Like most Canadians, I long ago wearied of the intractable abortion debate as a debate.
I am increasingly fascinated, however, by the debate about the debate for what it signifies about debating in a democracy.
For example, there is currently something called the "New Abortion Caravan" crossing the country seeking to persuade a majority that Canada's absence of any legislation governing abortion is unacceptable.
Sponsored by a group called the Canadian Centre for Bio-Ethical Reform, the caravan is the anti-doppelganger of one that travelled Canada four decades ago promoting abortion as purely a matter of private medical choice.
The old debate is new again, it seems. The new initiative has reportedly even prompted the Canadian Auto Workers to threaten to mount counter protests everywhere the CCBR's wheels come to a stop.
It is a curious that a union representing workers who make automobiles would feel the need to have an opinion, one way or the other, on abortion. Even the aborting of babies conceived in, say, mini-vans would not, you might think, be consequential enough to the business interests of the Canadian Auto Workers for it to protest an anti-abortion caravan.
Yet consequential it certainly seems to be. In calling for the counter protests, an official with the CAW's women's program insisted such action was essential to "once again tell (the caravan proponents) that our reproductive rights are not up for debate."
Now, on its face, that statement is clearly factually out of kilter. The existential reality of a cross-country caravan being met by cross-country counter-protests suggests that something is very much "up" and being debated.
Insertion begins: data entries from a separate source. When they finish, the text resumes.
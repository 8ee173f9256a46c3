//! Evaluates registry-matched rules against a signal.

use std::sync::Arc;

use churn_core::{Signal, Trigger};
use tokio_util::sync::CancellationToken;
use tracing::{debug, error};

use super::{RuleError, RuleRegistry};
use crate::api::{PipelineError, Result};

/// A rule that could not decide.
#[derive(Debug)]
pub struct RuleFailure {
    pub rule_id: String,
    pub error: RuleError,
}

/// Outcome of evaluating one signal.
#[derive(Debug, Default)]
pub struct Evaluation {
    /// Triggers sorted by priority, highest first. Equal priorities carry no
    /// ordering guarantee.
    pub triggers: Vec<Trigger>,
    /// Rules that errored. They contributed no trigger.
    pub failures: Vec<RuleFailure>,
}

impl Evaluation {
    pub fn is_empty(&self) -> bool {
        self.triggers.is_empty()
    }
}

/// Runs every enabled rule that matches a signal's kind.
///
/// Rules run one after another on the caller's task. A failing rule is logged
/// and skipped; only a registry failure or cancellation aborts evaluation.
#[derive(Clone)]
pub struct RuleEngine {
    registry: Arc<RuleRegistry>,
}

impl RuleEngine {
    pub fn new(registry: Arc<RuleRegistry>) -> Self {
        Self { registry }
    }

    pub fn registry(&self) -> &Arc<RuleRegistry> {
        &self.registry
    }

    /// Evaluate all matching rules and return their triggers by priority.
    ///
    /// An empty signal yields an empty evaluation.
    pub async fn evaluate(
        &self,
        signal: &Signal,
        cancel: &CancellationToken,
    ) -> Result<Evaluation> {
        if signal.is_empty() {
            return Ok(Evaluation::default());
        }

        let rules = self.registry.get_by_signal_kind(signal.kind())?;
        let mut evaluation = Evaluation::default();

        for rule in rules {
            if cancel.is_cancelled() {
                return Err(PipelineError::Cancelled);
            }

            match rule.evaluate(signal, cancel).await {
                Ok(Some(trigger)) => {
                    debug!(
                        target: "pipeline::rules",
                        rule_id = rule.id(),
                        user_id = signal.user_id(),
                        priority = trigger.priority,
                        reason = %trigger.reason,
                        "rule fired"
                    );
                    evaluation.triggers.push(trigger);
                }
                Ok(None) => {}
                Err(RuleError::Cancelled(_)) if cancel.is_cancelled() => {
                    return Err(PipelineError::Cancelled);
                }
                Err(err) => {
                    error!(
                        target: "pipeline::rules",
                        rule_id = rule.id(),
                        user_id = signal.user_id(),
                        error = %err,
                        "rule failed, continuing"
                    );
                    evaluation.failures.push(RuleFailure {
                        rule_id: rule.id().to_string(),
                        error: err,
                    });
                }
            }
        }

        evaluation
            .triggers
            .sort_by(|a, b| b.priority.cmp(&a.priority));
        Ok(evaluation)
    }

    /// Evaluate a batch in input order and concatenate the triggers.
    ///
    /// Rule errors stay isolated; only a registry failure or cancellation
    /// stops the batch.
    pub async fn evaluate_multiple(
        &self,
        signals: &[Signal],
        cancel: &CancellationToken,
    ) -> Result<Vec<Trigger>> {
        let mut triggers = Vec::new();
        for signal in signals {
            triggers.extend(self.evaluate(signal, cancel).await?.triggers);
        }
        Ok(triggers)
    }
}

#[cfg(test)]
mod tests {
    use async_trait::async_trait;
    use chrono::Utc;
    use churn_core::{ChurnState, PlayerContext, SignalKind, SignalPayload};

    use super::*;
    use crate::rules::Rule;

    struct Fixed {
        id: &'static str,
        priority: i32,
        fails: bool,
    }

    #[async_trait]
    impl Rule for Fixed {
        fn id(&self) -> &str {
            self.id
        }

        fn signal_kinds(&self) -> &[SignalKind] {
            &[]
        }

        fn priority(&self) -> i32 {
            self.priority
        }

        async fn evaluate(
            &self,
            signal: &Signal,
            _cancel: &CancellationToken,
        ) -> std::result::Result<Option<Trigger>, RuleError> {
            if self.fails {
                return Err(RuleError::MissingDependency {
                    rule_id: self.id.into(),
                    dependency: "nothing",
                });
            }
            Ok(Some(
                Trigger::new(self.id, signal, "fixed").with_priority(self.priority),
            ))
        }
    }

    fn fixed(id: &'static str, priority: i32) -> Fixed {
        Fixed {
            id,
            priority,
            fails: false,
        }
    }

    fn failing(id: &'static str, priority: i32) -> Fixed {
        Fixed {
            id,
            priority,
            fails: true,
        }
    }

    fn engine(rules: Vec<Fixed>) -> RuleEngine {
        let registry = Arc::new(RuleRegistry::new());
        for rule in rules {
            registry.register(Arc::new(rule)).unwrap();
        }
        RuleEngine::new(registry)
    }

    fn signal(user_id: &str) -> Signal {
        let now = Utc::now();
        let ctx = PlayerContext::new(user_id, "ns", None, ChurnState::default(), now);
        Signal::new(
            user_id,
            now,
            SignalPayload::RageQuit { quit_count: 1 },
            Arc::new(ctx),
        )
    }

    #[tokio::test]
    async fn triggers_come_back_highest_priority_first() {
        let engine = engine(vec![fixed("low", 1), fixed("high", 9), fixed("mid", 5)]);

        let eval = engine
            .evaluate(&signal("u1"), &CancellationToken::new())
            .await
            .unwrap();
        let order: Vec<_> = eval.triggers.iter().map(|t| t.rule_id.as_str()).collect();
        assert_eq!(order, vec!["high", "mid", "low"]);
    }

    #[tokio::test]
    async fn failing_rule_does_not_abort_siblings() {
        let engine = engine(vec![fixed("a", 1), failing("broken", 10), fixed("b", 2)]);

        let eval = engine
            .evaluate(&signal("u1"), &CancellationToken::new())
            .await
            .unwrap();
        assert_eq!(eval.triggers.len(), 2);
        assert_eq!(eval.failures.len(), 1);
        assert_eq!(eval.failures[0].rule_id, "broken");
    }

    #[tokio::test]
    async fn empty_signal_yields_nothing() {
        let engine = engine(vec![fixed("a", 1)]);
        let eval = engine
            .evaluate(&signal(""), &CancellationToken::new())
            .await
            .unwrap();
        assert!(eval.is_empty());
        assert!(eval.failures.is_empty());
    }

    #[tokio::test]
    async fn batch_keeps_input_order() {
        let engine = engine(vec![fixed("a", 1)]);
        let triggers = engine
            .evaluate_multiple(&[signal("u1"), signal("u2")], &CancellationToken::new())
            .await
            .unwrap();
        let users: Vec<_> = triggers.iter().map(|t| t.user_id.as_str()).collect();
        assert_eq!(users, vec!["u1", "u2"]);
    }

    #[tokio::test]
    async fn cancellation_stops_evaluation() {
        let engine = engine(vec![fixed("a", 1)]);
        let cancel = CancellationToken::new();
        cancel.cancel();
        let err = engine.evaluate(&signal("u1"), &cancel).await.unwrap_err();
        assert!(matches!(err, PipelineError::Cancelled));
    }
}
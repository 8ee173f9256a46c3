//! Errors raised by lifecycle transitions on [`ChurnState`](crate::ChurnState).

use crate::state::Outcome;

/// Violations of the ChurnState invariants.
#[derive(Clone, Debug, PartialEq, Eq, thiserror::Error)]
pub enum StateError {
    #[error("intervention {id} cannot move from {from} to {to}")]
    InvalidTransition { id: String, from: Outcome, to: Outcome },

    #[error("intervention {0} not found")]
    UnknownIntervention(String),

    #[error("intervention {0} already recorded")]
    DuplicateIntervention(String),
}
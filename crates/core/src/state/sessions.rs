//! Week-over-week session counters.

use chrono::Duration;
use serde::{Deserialize, Serialize};

use crate::Timestamp;

/// Length of one session window.
pub const RESET_INTERVAL_DAYS: i64 = 7;

/// Cached, non-authoritative view of login frequency.
///
/// Only used to detect week-over-week decline. A reset moves `this_week` into
/// `last_week`, zeroes `this_week`, and stamps `last_reset`; it happens at most
/// once per window no matter how often it is requested.
#[derive(Clone, Debug, Default, PartialEq, Eq, Serialize, Deserialize)]
#[serde(rename_all = "camelCase", default)]
pub struct Sessions {
    pub this_week: u32,
    pub last_week: u32,
    /// `None` until the first window is opened.
    pub last_reset: Option<Timestamp>,
}

impl Sessions {
    pub fn reset_interval() -> Duration {
        Duration::days(RESET_INTERVAL_DAYS)
    }

    /// True when a full window has elapsed since `last_reset`.
    pub fn reset_due(&self, now: Timestamp) -> bool {
        match self.last_reset {
            Some(last) => now - last >= Self::reset_interval(),
            None => false,
        }
    }

    /// Decline as of `now`: a window has closed, the prior window had activity,
    /// and the current one has none. Must be read before [`Sessions::roll_over`],
    /// which erases the evidence.
    pub fn is_declining(&self, now: Timestamp) -> bool {
        self.reset_due(now) && self.last_week > 0 && self.this_week == 0
    }

    /// Apply the lazy weekly reset. Returns `true` if a reset happened.
    ///
    /// The first call on a fresh record only opens the window.
    pub fn roll_over(&mut self, now: Timestamp) -> bool {
        match self.last_reset {
            None => {
                self.last_reset = Some(now);
                false
            }
            Some(_) if self.reset_due(now) => {
                self.last_week = self.this_week;
                self.this_week = 0;
                self.last_reset = Some(now);
                true
            }
            Some(_) => false,
        }
    }

    pub fn record_session(&mut self) {
        self.this_week = self.this_week.saturating_add(1);
    }
}
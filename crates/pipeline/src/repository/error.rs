//! Error types raised by state store implementations.

use thiserror::Error;

/// Errors surfaced by state store implementations.
#[derive(Debug, Error)]
pub enum StoreError {
    #[error("state store lock was poisoned")]
    LockPoisoned,

    #[error("I/O error: {0}")]
    Io(#[from] std::io::Error),

    #[error("JSON error: {0}")]
    Json(#[from] serde_json::Error),
}

pub type Result<T> = std::result::Result<T, StoreError>;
What is far more interesting, I think, is the idea of someone declaring, with a ring of quasi-authority, that whatever the skirmish might look like, it is not actually a debate because such a debate is, in fact, closed, over, finito, ergo impossible.
If the declaration sounds astonishingly high-handed, it at least has support from some of the highest hands around. No less than Prime Minister Stephen Harper has said repeatedly that he, too, considers the abortion debate closed.
How does a debate become "closed" within a democracy? Add another wrinkle: how does it become "closed" in a parliamentary democracy that is structured around a parlement—a place of speaking—where, theoretically, all ideas of interest to the populace can be peacefully contested?
In the prime minister's case, of course, the simple answer is raw power. Those who persist in opening troublesome issues will find the caucus door closed against them. But that is not closure. It is silencing. There is a difference.
What about the rest of us? How do we accept that a debate is closed? For we do so accept on certain issues. Neither I nor my children nor my children's children ad infinitum will ever accept, as democrats, that slavery is an institution whose time to return is now. Canada's parliament will be tumbled down and its dust washed away before politicians in this country address themselves to a motion affirming that, in historical hindsight, Nazism and the Holocaust really weren't so evil after all.